▶ What is needed
From the records below, copy out exactly the lines from the one containing "fn default_width() ->" to the one containing "pub fn from_toml_file(path: &Path)", both included. Add nothing else.

▶ Supplied records
--- START ---

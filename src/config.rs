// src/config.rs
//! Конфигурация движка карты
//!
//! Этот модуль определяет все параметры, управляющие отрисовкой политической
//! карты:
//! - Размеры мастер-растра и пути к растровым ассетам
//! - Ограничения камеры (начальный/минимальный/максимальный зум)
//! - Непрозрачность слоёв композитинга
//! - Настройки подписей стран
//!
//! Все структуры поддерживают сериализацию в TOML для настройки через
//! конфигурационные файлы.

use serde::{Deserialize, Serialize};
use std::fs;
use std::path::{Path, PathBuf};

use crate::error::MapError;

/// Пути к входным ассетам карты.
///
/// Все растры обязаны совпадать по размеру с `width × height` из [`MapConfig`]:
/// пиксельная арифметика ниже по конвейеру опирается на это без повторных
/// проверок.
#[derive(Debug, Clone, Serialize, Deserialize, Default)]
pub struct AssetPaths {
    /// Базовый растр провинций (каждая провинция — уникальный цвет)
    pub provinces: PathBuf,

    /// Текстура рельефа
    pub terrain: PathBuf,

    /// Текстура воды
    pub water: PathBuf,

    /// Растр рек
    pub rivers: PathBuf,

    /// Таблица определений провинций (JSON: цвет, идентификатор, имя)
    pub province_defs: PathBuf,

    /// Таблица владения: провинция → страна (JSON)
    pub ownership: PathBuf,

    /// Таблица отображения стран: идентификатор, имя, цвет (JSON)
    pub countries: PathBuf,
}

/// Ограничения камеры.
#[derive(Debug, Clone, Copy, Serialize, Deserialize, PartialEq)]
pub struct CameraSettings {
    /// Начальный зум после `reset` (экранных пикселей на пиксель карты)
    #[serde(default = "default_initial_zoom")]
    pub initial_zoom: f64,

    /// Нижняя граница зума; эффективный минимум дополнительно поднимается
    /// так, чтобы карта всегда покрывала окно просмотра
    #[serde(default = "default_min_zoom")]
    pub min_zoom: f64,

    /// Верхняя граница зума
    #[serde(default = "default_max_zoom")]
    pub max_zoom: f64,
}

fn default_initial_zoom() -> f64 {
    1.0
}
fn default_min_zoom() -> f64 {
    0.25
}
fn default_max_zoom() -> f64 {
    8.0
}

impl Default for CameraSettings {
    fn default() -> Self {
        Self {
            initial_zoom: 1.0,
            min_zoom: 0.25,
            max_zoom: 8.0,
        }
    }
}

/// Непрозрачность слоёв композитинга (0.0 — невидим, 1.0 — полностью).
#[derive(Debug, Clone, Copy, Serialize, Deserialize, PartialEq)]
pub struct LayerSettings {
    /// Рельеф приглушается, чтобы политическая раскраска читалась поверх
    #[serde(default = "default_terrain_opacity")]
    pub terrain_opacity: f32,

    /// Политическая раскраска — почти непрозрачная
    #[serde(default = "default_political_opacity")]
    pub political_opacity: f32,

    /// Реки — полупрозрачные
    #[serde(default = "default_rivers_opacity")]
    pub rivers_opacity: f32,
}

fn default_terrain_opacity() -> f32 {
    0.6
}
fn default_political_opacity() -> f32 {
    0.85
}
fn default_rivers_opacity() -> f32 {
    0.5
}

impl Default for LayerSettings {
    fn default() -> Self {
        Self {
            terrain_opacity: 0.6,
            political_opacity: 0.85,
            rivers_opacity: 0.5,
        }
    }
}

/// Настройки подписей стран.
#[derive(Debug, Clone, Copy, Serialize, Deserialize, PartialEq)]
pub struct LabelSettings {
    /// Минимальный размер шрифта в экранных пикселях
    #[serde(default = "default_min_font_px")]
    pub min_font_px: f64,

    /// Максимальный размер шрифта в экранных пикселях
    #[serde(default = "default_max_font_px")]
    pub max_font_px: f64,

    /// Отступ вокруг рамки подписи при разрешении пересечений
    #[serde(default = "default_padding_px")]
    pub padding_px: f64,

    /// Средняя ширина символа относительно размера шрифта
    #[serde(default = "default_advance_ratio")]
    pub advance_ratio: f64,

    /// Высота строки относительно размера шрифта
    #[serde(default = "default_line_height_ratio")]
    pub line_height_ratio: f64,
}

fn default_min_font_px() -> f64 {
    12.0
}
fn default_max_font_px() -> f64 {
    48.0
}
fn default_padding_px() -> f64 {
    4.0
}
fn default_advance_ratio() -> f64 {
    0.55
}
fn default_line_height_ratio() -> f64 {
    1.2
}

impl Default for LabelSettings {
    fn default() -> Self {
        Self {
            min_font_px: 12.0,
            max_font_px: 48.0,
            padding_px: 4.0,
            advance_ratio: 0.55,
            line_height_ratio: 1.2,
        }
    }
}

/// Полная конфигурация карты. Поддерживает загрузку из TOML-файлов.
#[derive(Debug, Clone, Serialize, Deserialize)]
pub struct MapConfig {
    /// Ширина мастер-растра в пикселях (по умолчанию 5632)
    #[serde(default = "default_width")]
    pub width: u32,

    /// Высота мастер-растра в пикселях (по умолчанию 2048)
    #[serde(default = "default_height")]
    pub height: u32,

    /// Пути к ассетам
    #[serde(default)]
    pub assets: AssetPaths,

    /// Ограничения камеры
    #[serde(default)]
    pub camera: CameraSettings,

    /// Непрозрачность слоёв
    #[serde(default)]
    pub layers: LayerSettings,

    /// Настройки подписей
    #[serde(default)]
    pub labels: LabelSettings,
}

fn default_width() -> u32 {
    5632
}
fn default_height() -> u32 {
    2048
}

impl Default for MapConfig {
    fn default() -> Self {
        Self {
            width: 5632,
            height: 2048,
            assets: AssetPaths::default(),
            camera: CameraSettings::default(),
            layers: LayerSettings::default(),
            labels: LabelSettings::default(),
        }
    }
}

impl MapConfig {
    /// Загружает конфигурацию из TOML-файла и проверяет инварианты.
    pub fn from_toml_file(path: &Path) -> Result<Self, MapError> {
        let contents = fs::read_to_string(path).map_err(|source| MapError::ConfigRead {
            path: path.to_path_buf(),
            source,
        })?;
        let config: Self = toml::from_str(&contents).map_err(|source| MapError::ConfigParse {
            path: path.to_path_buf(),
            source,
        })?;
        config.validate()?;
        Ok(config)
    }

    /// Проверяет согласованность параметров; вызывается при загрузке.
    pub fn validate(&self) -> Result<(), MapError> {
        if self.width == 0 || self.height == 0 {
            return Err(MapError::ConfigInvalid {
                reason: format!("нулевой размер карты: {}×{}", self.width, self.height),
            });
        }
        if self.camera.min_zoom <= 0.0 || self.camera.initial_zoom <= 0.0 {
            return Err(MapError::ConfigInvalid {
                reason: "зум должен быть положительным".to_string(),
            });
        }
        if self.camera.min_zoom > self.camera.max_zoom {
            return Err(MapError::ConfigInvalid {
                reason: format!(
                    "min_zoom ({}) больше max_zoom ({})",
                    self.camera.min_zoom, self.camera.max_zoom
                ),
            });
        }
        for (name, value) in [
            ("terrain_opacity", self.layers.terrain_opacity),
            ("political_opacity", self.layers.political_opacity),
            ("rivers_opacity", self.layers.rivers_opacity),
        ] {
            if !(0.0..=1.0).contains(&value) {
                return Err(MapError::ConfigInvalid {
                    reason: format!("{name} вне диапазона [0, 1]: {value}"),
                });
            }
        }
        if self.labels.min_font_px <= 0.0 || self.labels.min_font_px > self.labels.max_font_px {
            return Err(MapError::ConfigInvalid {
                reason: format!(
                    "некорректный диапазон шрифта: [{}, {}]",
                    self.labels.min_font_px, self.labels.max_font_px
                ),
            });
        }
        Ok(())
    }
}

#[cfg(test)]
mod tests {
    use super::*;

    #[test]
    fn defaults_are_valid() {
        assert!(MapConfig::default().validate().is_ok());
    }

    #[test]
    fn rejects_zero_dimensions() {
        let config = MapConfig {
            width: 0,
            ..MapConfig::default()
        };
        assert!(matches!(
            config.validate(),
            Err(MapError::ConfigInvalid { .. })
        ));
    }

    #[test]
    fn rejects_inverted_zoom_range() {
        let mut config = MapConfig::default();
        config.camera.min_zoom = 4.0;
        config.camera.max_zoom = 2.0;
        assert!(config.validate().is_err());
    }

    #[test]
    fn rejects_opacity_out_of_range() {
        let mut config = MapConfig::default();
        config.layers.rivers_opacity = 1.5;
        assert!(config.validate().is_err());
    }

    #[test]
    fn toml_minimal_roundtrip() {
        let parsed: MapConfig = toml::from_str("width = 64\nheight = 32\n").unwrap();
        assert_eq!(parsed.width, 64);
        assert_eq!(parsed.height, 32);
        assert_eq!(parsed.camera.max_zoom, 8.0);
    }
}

--- END ---
--- START ---

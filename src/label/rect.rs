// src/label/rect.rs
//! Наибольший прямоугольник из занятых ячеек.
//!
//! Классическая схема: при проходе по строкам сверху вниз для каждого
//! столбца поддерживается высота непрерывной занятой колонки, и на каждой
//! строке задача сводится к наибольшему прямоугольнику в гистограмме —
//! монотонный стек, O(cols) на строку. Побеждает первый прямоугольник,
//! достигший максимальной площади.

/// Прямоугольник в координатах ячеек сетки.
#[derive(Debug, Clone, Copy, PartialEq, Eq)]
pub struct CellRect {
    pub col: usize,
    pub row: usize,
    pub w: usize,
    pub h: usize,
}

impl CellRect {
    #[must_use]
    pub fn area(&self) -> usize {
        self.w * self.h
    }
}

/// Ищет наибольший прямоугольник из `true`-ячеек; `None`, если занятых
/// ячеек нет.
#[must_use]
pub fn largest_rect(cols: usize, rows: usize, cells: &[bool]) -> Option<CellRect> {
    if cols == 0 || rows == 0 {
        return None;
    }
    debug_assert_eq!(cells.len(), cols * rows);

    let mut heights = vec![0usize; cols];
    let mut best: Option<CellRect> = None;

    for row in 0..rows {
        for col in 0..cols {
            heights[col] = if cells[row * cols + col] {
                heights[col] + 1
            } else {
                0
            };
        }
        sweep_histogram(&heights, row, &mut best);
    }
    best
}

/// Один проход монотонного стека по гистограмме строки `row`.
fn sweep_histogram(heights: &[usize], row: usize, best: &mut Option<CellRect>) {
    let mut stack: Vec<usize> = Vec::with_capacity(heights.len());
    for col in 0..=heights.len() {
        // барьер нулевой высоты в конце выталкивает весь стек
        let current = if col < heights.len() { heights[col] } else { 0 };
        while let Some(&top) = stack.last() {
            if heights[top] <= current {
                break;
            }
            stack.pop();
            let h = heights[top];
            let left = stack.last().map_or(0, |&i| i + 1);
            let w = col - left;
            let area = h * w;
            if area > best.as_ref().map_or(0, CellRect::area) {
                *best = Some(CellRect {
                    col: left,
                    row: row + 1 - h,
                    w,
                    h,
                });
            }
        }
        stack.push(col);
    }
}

--- END ---
--- START ---

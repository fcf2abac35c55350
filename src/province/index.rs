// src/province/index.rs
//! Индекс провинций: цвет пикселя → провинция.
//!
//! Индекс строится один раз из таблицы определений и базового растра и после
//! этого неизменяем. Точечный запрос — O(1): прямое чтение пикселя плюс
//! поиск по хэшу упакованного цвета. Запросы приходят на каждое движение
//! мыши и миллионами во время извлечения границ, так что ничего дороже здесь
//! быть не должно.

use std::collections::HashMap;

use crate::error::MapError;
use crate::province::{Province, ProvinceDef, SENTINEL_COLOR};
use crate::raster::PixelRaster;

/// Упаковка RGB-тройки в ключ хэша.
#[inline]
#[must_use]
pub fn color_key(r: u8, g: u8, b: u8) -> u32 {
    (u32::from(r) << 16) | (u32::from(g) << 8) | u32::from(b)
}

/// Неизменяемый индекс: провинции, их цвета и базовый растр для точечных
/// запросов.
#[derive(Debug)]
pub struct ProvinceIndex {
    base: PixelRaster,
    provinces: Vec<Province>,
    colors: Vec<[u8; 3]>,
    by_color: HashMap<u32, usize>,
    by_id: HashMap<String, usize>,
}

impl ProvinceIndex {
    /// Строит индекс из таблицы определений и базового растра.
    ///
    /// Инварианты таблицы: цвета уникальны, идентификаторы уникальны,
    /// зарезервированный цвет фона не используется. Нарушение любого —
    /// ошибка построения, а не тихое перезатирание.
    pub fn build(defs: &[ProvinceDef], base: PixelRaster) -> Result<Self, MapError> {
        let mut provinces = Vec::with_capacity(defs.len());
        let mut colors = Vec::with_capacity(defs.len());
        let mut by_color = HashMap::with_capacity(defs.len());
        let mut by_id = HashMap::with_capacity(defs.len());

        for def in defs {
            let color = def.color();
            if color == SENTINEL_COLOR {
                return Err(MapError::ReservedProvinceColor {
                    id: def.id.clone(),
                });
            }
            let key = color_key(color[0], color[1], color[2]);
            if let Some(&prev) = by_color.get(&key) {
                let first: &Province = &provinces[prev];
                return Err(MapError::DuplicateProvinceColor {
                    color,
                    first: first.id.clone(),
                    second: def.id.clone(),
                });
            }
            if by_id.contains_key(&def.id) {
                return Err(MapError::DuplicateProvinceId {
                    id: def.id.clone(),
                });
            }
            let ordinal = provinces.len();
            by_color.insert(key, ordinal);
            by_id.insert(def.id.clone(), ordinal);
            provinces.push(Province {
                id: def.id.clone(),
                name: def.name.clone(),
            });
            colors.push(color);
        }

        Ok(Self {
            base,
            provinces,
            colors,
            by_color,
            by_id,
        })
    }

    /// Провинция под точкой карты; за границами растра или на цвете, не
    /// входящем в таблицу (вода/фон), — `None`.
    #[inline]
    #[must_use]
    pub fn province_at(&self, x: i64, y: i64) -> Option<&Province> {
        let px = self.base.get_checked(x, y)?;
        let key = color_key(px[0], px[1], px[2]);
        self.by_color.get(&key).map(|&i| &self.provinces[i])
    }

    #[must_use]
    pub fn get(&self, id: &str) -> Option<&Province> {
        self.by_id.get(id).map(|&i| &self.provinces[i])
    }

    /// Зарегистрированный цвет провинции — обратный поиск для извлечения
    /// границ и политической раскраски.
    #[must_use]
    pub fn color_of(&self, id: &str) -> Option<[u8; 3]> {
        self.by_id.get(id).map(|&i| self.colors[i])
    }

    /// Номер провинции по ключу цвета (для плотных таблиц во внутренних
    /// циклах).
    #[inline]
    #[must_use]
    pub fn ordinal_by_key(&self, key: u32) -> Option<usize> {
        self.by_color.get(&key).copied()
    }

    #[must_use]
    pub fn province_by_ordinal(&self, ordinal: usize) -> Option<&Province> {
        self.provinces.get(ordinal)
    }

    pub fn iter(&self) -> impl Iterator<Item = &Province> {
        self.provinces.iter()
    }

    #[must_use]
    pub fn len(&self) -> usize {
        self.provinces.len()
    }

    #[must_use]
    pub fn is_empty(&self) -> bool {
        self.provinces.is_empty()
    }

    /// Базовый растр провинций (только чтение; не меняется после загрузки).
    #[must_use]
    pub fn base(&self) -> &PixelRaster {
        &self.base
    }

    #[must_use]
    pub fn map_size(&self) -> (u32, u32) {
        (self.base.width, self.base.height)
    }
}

--- END ---

▶ Reply
fn default_width() -> u32 {
    5632
}
fn default_height() -> u32 {
    2048
}

impl Default for MapConfig {
    fn default() -> Self {
        Self {
            width: 5632,
            height: 2048,
            assets: AssetPaths::default(),
            camera: CameraSettings::default(),
            layers: LayerSettings::default(),
            labels: LabelSettings::default(),
        }
    }
}

impl MapConfig {
    /// Загружает конфигурацию из TOML-файла и проверяет инварианты.
    pub fn from_toml_file(path: &Path) -> Result<Self, MapError> {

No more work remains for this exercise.